Synopsis: Government prioritisation of gas supply for household PNG and CNG could lead to curtailment for industrial users, affecting city gas distributors differently. With significantly higher exposure to industrial and commercial demand, Gujarat Gas may face a larger volume impact compared to MGL and IGL, which have relatively limited industrial gas dependence.

The government’s move to prioritise the allocation of gas to essential segments such as PNG for residential use and CNG for transportation may lead to a scarcity of gas for industrial and commercial use. This has created some concern about its likely impact on city gas distribution companies. Analysts are of the view that the impact of this move would depend on the extent of their exposure to this segment, particularly for companies that are heavily exposed to this segment.

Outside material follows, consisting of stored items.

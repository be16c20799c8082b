// SPDX-License-Identifier: BUSL-1.1
// Copyright (c) 2026 Alfred Jean LLC

//! Error taxonomy (§7).
//!
//! The step runner itself never raises (§4.4); this enum is what the engine
//! driver translates an [`crate::step::ExecutionResult`] (or a load-time
//! failure) into. Each crate that detects one of these conditions defines its
//! own narrower `thiserror` enum and converts into the relevant variant here
//! at the boundary, rather than constructing `RecipeError` directly -- this
//! keeps `match` sites able to distinguish e.g. `StepFailure` from
//! `StepInfraFailure` without downcasting.

use crate::stream::StepStatus;
use thiserror::Error;

/// Top-level error taxonomy a recipe invocation can terminate with.
#[derive(Debug, Error)]
pub enum RecipeError {
    /// Missing module, cyclic DEPS, malformed manifest, schema decode error.
    /// Aborts the run before any step executes.
    #[error("load error at {path}: {message}")]
    Load { path: String, message: String },

    /// Step exited with a code not in `ok_ret` and was not `infra_step`.
    #[error("step `{step}` failed: {message}")]
    StepFailure { step: String, message: String },

    /// Step marked `infra_step` failed, or could not be started at all.
    #[error("step `{step}` infra failure: {message}")]
    StepInfraFailure { step: String, message: String },

    /// Scope deadline elapsed during a step.
    #[error("step `{step}` timed out")]
    Timeout { step: String },

    /// External or parent-scope cancellation.
    #[error("step `{step}` was cancelled")]
    Cancelled { step: String },

    /// An output placeholder failed to parse its file or stream.
    #[error("placeholder `{module}.{method}` on step `{step}` failed to resolve: {message}")]
    PlaceholderResolution {
        step: String,
        module: String,
        method: String,
        message: String,
    },

    /// Test supplied mock data for a step that never ran, or omitted
    /// required mock data. A test-authoring error, not a recipe bug.
    #[error("bad test: {0}")]
    BadTest(String),

    /// Recorded step sequence differs from the golden expectation file.
    #[error("expectation mismatch for `{test_name}`: {diff}")]
    ExpectationMismatch { test_name: String, diff: String },

    /// A violated invariant inside the engine itself.
    #[error("internal error: {0}")]
    Internal(String),
}

impl RecipeError {
    /// Whether this error kind ends the recipe with `infra_failure` status
    /// rather than `failure` (§4.8).
    pub fn is_infra(&self) -> bool {
        matches!(self, RecipeError::StepInfraFailure { .. })
    }

    /// The recipe-level terminal status an uncaught error of this kind
    /// ends the build with (§4.8 "exception-to-status mapping", §7 table).
    pub fn terminal_status(&self) -> StepStatus {
        match self {
            RecipeError::StepFailure { .. } => StepStatus::Failure,
            RecipeError::StepInfraFailure { .. } => StepStatus::InfraFailure,
            RecipeError::Timeout { .. } | RecipeError::Cancelled { .. } => StepStatus::Canceled,
            RecipeError::PlaceholderResolution { .. } => StepStatus::Exception,
            RecipeError::Load { .. }
            | RecipeError::BadTest(_)
            | RecipeError::ExpectationMismatch { .. }
            | RecipeError::Internal(_) => StepStatus::Exception,
        }
    }
}

#[cfg(test)]
#[path = "error_tests.rs"]
mod tests;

Exposure to Industrial Gas Demand

The government’s decision to identify gas demand priorities is seen to have a differing impact on gas distribution companies depending on their exposure to industrial and commercial gas demand. As supply is hit and gas demand is prioritised for household PNG and CNG for transportation, there is a possibility of gas supply to industrial demand being impacted by way of curtailment. This has prompted analysts to look at the potential impact of this situation for gas distribution companies. 

Nomura analysts believe that companies with lower exposure to industrial demand would be insulated from potential gas supply curtailments. Mahanagar Gas Limited and Indraprastha Gas Limited are seen to have a lower exposure to industrial and commercial demand, with around 16% and 13%, respectively, of their total gas distribution to industrial and commercial segments.

On the other hand, Gujarat Gas Limited has higher exposure to the industrial segment, as around 49% of its total volume is supplied to industrial and commercial consumers. Hence, it is more susceptible to being impacted if there is any curtailment in gas supply to these segments and gas is redirected to priority segments, such as domestic households and transport.

According to Nomura, if there is an estimated 20% curtailment in gas supply to industrial and commercial segments, then there is a possible impact of around 3% each on volumes for companies such as MGL and IGL, whereas Gujarat Gas is likely to face a much larger impact of around 10% on volumes due to higher exposure to the I/C segment.

However, it has also been estimated that this impact may vary as gas prices are already high, and price-sensitive industrial consumers may opt to defer gas consumption, which can cause a higher impact than estimated on volumes for companies with high exposure to this segment, especially Gujarat Gas.